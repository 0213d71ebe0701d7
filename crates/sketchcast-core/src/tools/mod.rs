//! Drawing mode: tool selection, brush settings and freehand stroke capture.

use crate::shapes::{
    CompositeMode, Freehand, SerializableColor, ShapeStyle, StrokeCap, StrokeJoin,
};
use kurbo::Point;
use serde::{Deserialize, Serialize};

/// Available tools.
#[derive(Debug, Clone, Copy, PartialEq, Eq, Hash, Serialize, Deserialize, Default)]
pub enum ToolKind {
    #[default]
    Select,
    Brush,
    Pencil,
    Eraser,
}

impl ToolKind {
    pub fn from_name(name: &str) -> Option<Self> {
        match name.trim().to_ascii_lowercase().as_str() {
            "select" => Some(ToolKind::Select),
            "brush" => Some(ToolKind::Brush),
            "pencil" => Some(ToolKind::Pencil),
            "eraser" | "erase" => Some(ToolKind::Eraser),
            _ => None,
        }
    }

    /// The freehand instrument this tool drives, if any.
    pub fn instrument(&self) -> Option<Instrument> {
        match self {
            ToolKind::Select => None,
            ToolKind::Brush => Some(Instrument::Brush),
            ToolKind::Pencil => Some(Instrument::Pencil),
            ToolKind::Eraser => Some(Instrument::Eraser),
        }
    }
}

/// Freehand instruments.
#[derive(Debug, Clone, Copy, PartialEq, Eq, Hash, Serialize, Deserialize)]
pub enum Instrument {
    Brush,
    Pencil,
    Eraser,
}

/// Whether pointer input draws or manipulates objects.
#[derive(Debug, Clone, Copy, PartialEq, Eq, Default)]
pub enum DrawingMode {
    #[default]
    Idle,
    Drawing(Instrument),
}

/// User-facing brush parameters.
#[derive(Debug, Clone, PartialEq, Serialize, Deserialize)]
pub struct BrushSettings {
    pub color: SerializableColor,
    pub width: f64,
}

impl BrushSettings {
    pub const MIN_WIDTH: f64 = 1.0;
    pub const MAX_WIDTH: f64 = 20.0;
    pub const DEFAULT_WIDTH: f64 = 5.0;
}

impl Default for BrushSettings {
    fn default() -> Self {
        Self {
            color: SerializableColor::black(),
            width: Self::DEFAULT_WIDTH,
        }
    }
}

/// Parameters actually applied to the active instrument.
#[derive(Debug, Clone, PartialEq)]
pub struct InstrumentConfig {
    pub instrument: Instrument,
    pub color: SerializableColor,
    pub width: f64,
    pub composite: CompositeMode,
    pub line_cap: StrokeCap,
    pub line_join: StrokeJoin,
}

impl InstrumentConfig {
    pub fn resolve(instrument: Instrument, brush: &BrushSettings) -> Self {
        match instrument {
            Instrument::Brush => Self {
                instrument,
                color: brush.color,
                width: brush.width,
                composite: CompositeMode::SourceOver,
                line_cap: StrokeCap::Round,
                line_join: StrokeJoin::Round,
            },
            Instrument::Pencil => Self {
                instrument,
                color: brush.color,
                width: brush.width * 0.5,
                composite: CompositeMode::SourceOver,
                line_cap: StrokeCap::Square,
                line_join: StrokeJoin::Miter,
            },
            Instrument::Eraser => Self {
                instrument,
                color: SerializableColor::white(),
                width: brush.width,
                composite: CompositeMode::DestinationOut,
                line_cap: StrokeCap::Round,
                line_join: StrokeJoin::Round,
            },
        }
    }
}

/// Result of a tool change, for the caller to act on.
#[derive(Debug, Clone, Copy, PartialEq, Eq)]
pub enum ModeChange {
    Unchanged,
    /// Selection must be cleared and the context menu hidden.
    EnteredDrawing,
    LeftDrawing,
    /// Switched between instruments while drawing.
    SwitchedInstrument,
}

/// Tracks the active tool and captures freehand strokes.
#[derive(Debug, Clone, Default)]
pub struct DrawingModeController {
    tool: ToolKind,
    mode: DrawingMode,
    brush: BrushSettings,
    instrument: Option<InstrumentConfig>,
    stroke: Option<Freehand>,
}

impl DrawingModeController {
    pub fn new() -> Self {
        Self::default()
    }

    pub fn tool(&self) -> ToolKind {
        self.tool
    }

    pub fn mode(&self) -> DrawingMode {
        self.mode
    }

    pub fn is_drawing(&self) -> bool {
        matches!(self.mode, DrawingMode::Drawing(_))
    }

    pub fn brush(&self) -> &BrushSettings {
        &self.brush
    }

    /// Parameters on the active instrument; `None` when idle.
    pub fn instrument(&self) -> Option<&InstrumentConfig> {
        self.instrument.as_ref()
    }

    /// Change tool. Any stroke in progress is discarded.
    pub fn set_tool(&mut self, tool: ToolKind) -> ModeChange {
        let was_drawing = self.is_drawing();
        self.tool = tool;
        self.stroke = None;
        self.mode = match tool.instrument() {
            Some(instrument) => DrawingMode::Drawing(instrument),
            None => DrawingMode::Idle,
        };
        self.apply();
        log::debug!("Tool set to {:?}", tool);

        match (was_drawing, self.is_drawing()) {
            (false, true) => ModeChange::EnteredDrawing,
            (true, false) => ModeChange::LeftDrawing,
            (true, true) => ModeChange::SwitchedInstrument,
            (false, false) => ModeChange::Unchanged,
        }
    }

    pub fn set_brush_color(&mut self, color: SerializableColor) {
        self.brush.color = color;
        self.apply();
    }

    /// Set the brush width, clamped to the allowed range.
    pub fn set_brush_width(&mut self, width: f64) {
        self.brush.width = width.clamp(BrushSettings::MIN_WIDTH, BrushSettings::MAX_WIDTH);
        self.apply();
    }

    fn apply(&mut self) {
        self.instrument = match self.mode {
            DrawingMode::Drawing(instrument) => Some(InstrumentConfig::resolve(instrument, &self.brush)),
            DrawingMode::Idle => None,
        };
    }

    /// Start a stroke. Returns false when not in drawing mode.
    pub fn begin_stroke(&mut self, point: Point) -> bool {
        let Some(config) = &self.instrument else {
            return false;
        };
        let mut stroke = Freehand::from_points(vec![point]);
        stroke.style = ShapeStyle::new(config.color, config.width, None);
        stroke.composite = config.composite;
        stroke.line_cap = config.line_cap;
        stroke.line_join = config.line_join;
        self.stroke = Some(stroke);
        true
    }

    pub fn extend_stroke(&mut self, point: Point) {
        if let Some(stroke) = &mut self.stroke {
            if stroke.points.last() != Some(&point) {
                stroke.add_point(point);
            }
        }
    }

    /// The stroke being drawn, for live preview.
    pub fn active_stroke(&self) -> Option<&Freehand> {
        self.stroke.as_ref()
    }

    /// Finish the current stroke, returning it ready to insert into the scene.
    pub fn finish_stroke(&mut self) -> Option<Freehand> {
        let mut stroke = self.stroke.take()?;
        stroke.simplify(0.5);
        Some(stroke)
    }

    pub fn cancel_stroke(&mut self) {
        self.stroke = None;
    }
}

#[cfg(test)]
mod tests {
    use super::*;

    #[test]
    fn test_mode_transitions() {
        let mut ctl = DrawingModeController::new();
        assert_eq!(ctl.mode(), DrawingMode::Idle);
        assert!(ctl.instrument().is_none());

        assert_eq!(ctl.set_tool(ToolKind::Brush), ModeChange::EnteredDrawing);
        assert_eq!(ctl.mode(), DrawingMode::Drawing(Instrument::Brush));
        assert_eq!(ctl.set_tool(ToolKind::Eraser), ModeChange::SwitchedInstrument);
        assert_eq!(ctl.set_tool(ToolKind::Select), ModeChange::LeftDrawing);
        assert_eq!(ctl.set_tool(ToolKind::Select), ModeChange::Unchanged);
    }

    #[test]
    fn test_brush_defaults() {
        let mut ctl = DrawingModeController::new();
        ctl.set_tool(ToolKind::Brush);
        let cfg = ctl.instrument().unwrap();
        assert_eq!(cfg.color.to_hex(), "#000000");
        assert!((cfg.width - 5.0).abs() < f64::EPSILON);
        assert_eq!(cfg.line_cap, StrokeCap::Round);
        assert_eq!(cfg.composite, CompositeMode::SourceOver);
    }

    #[test]
    fn test_params_reapplied_while_drawing() {
        let mut ctl = DrawingModeController::new();
        ctl.set_tool(ToolKind::Pencil);
        ctl.set_brush_width(12.0);
        ctl.set_brush_color(SerializableColor::from_hex("#ff0000").unwrap());
        let cfg = ctl.instrument().unwrap();
        assert!((cfg.width - 6.0).abs() < f64::EPSILON);
        assert_eq!(cfg.color.to_hex(), "#ff0000");
        assert_eq!(cfg.line_cap, StrokeCap::Square);
    }

    #[test]
    fn test_width_clamped() {
        let mut ctl = DrawingModeController::new();
        ctl.set_brush_width(100.0);
        assert!((ctl.brush().width - 20.0).abs() < f64::EPSILON);
        ctl.set_brush_width(0.0);
        assert!((ctl.brush().width - 1.0).abs() < f64::EPSILON);
    }

    #[test]
    fn test_eraser_forces_white_and_subtractive() {
        let mut ctl = DrawingModeController::new();
        ctl.set_brush_color(SerializableColor::from_hex("#123456").unwrap());
        ctl.set_tool(ToolKind::Eraser);
        let cfg = ctl.instrument().unwrap();
        assert_eq!(cfg.color, SerializableColor::white());
        assert_eq!(cfg.composite, CompositeMode::DestinationOut);
    }

    #[test]
    fn test_stroke_capture() {
        let mut ctl = DrawingModeController::new();
        assert!(!ctl.begin_stroke(Point::ZERO));

        ctl.set_tool(ToolKind::Eraser);
        assert!(ctl.begin_stroke(Point::new(0.0, 0.0)));
        ctl.extend_stroke(Point::new(10.0, 5.0));
        ctl.extend_stroke(Point::new(10.0, 5.0));
        ctl.extend_stroke(Point::new(20.0, 0.0));
        let stroke = ctl.finish_stroke().unwrap();
        assert_eq!(stroke.len(), 3);
        assert!(stroke.is_eraser());
        assert!(ctl.finish_stroke().is_none());
    }

    #[test]
    fn test_tool_change_discards_stroke() {
        let mut ctl = DrawingModeController::new();
        ctl.set_tool(ToolKind::Brush);
        ctl.begin_stroke(Point::ZERO);
        ctl.set_tool(ToolKind::Pencil);
        assert!(ctl.active_stroke().is_none());
    }
}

» WHAT TO WORK ON: Print only the lines running from the one with "let stroke = ctl.finish_stroke().unwrap();" to the final line of the data above, each exactly as it appears.

» RESULT OF THE TASK:
        let stroke = ctl.finish_stroke().unwrap();
        assert_eq!(stroke.len(), 3);
        assert!(stroke.is_eraser());
        assert!(ctl.finish_stroke().is_none());
    }

    #[test]
    fn test_tool_change_discards_stroke() {
        let mut ctl = DrawingModeController::new();
        ctl.set_tool(ToolKind::Brush);
        ctl.begin_stroke(Point::ZERO);
        ctl.set_tool(ToolKind::Pencil);
        assert!(ctl.active_stroke().is_none());
    }
}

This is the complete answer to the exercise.